This paper presents the results of SHREC’21 track: Quantifying Shape Complexity. Our goal is to investigate how good the submitted shape complexity measures are (i.e. with respect to ground truth) and investigate the relationships between these complexity measures (i.e. with respect to correlations). The dataset consists of three collections: 1800 perturbed cube and sphere models classified into 4 categories, 50 shapes inspired from the fields of architecture and design classified into 2 categories, and the data from the Princeton Segmentation Benchmark, which consists of 19 natural object categories. We evaluate the performances of the methods by computing Kendall rank correlation coefficients both between the orders produced by each complexity measure and the ground truth and between the pair of orders produced by each pair of complexity measures. Our work, being a quantitative and reproducible analysis with justified ground truths, presents an improved means and methodology for the evaluation of shape complexity.
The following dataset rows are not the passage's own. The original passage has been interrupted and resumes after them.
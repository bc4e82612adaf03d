//! Convenience result type alias for AgentMart.

use crate::error::AppError;

/// A specialized `Result` type for AgentMart operations.
///
/// This is defined as a convenience so that every crate does not need to
/// write `Result<T, AppError>` explicitly.
pub type AppResult<T> = Result<T, AppError>;
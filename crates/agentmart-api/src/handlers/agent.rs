//! Public agent lookup by routing slug.

use axum::Json;
use axum::extract::{Path, State};

use agentmart_entity::listing::Listing;

use crate::dto::response::ApiResponse;
use crate::error::ApiResult;
use crate::extractors::ActorUser;
use crate::state::AppState;

/// GET /api/agents/{slug}
///
/// Anonymous callers only see live listings; owners and staff may also
/// resolve draft and archived slugs.
pub async fn get_agent(
    State(state): State<AppState>,
    actor: Option<ActorUser>,
    Path(slug): Path<String>,
) -> ApiResult<Json<ApiResponse<Listing>>> {
    let actor = actor.unwrap_or_else(ActorUser::anonymous);
    let listing = state.listing_service.resolve_slug(&actor, &slug).await?;
    Ok(Json(ApiResponse::ok(listing)))
}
本文介绍了 SHREC'21 track: Quantifying Shape Complexity 的结果。我们的目标是调查提交的形状复杂性度量的好坏（即关于真实情况）并调查这些复杂性度量之间的关系（即关于相关性）。该数据集由三个集合组成：1800 个扰动立方体和球体模型，分为 4 个类别，50 个受建筑和设计领域启发的形状分为 2 个类别，以及来自普林斯顿分割基准的数据，其中包含 19 个自然对象类别。我们通过计算每个复杂性度量产生的阶数与基本事实之间以及每对复杂性度量产生的阶数对之间的 Kendall 等级相关系数来评估这些方法的性能。我们的工作是具有合理基础事实的定量和可重复分析，为评估形状复杂性提供了一种改进的手段和方法。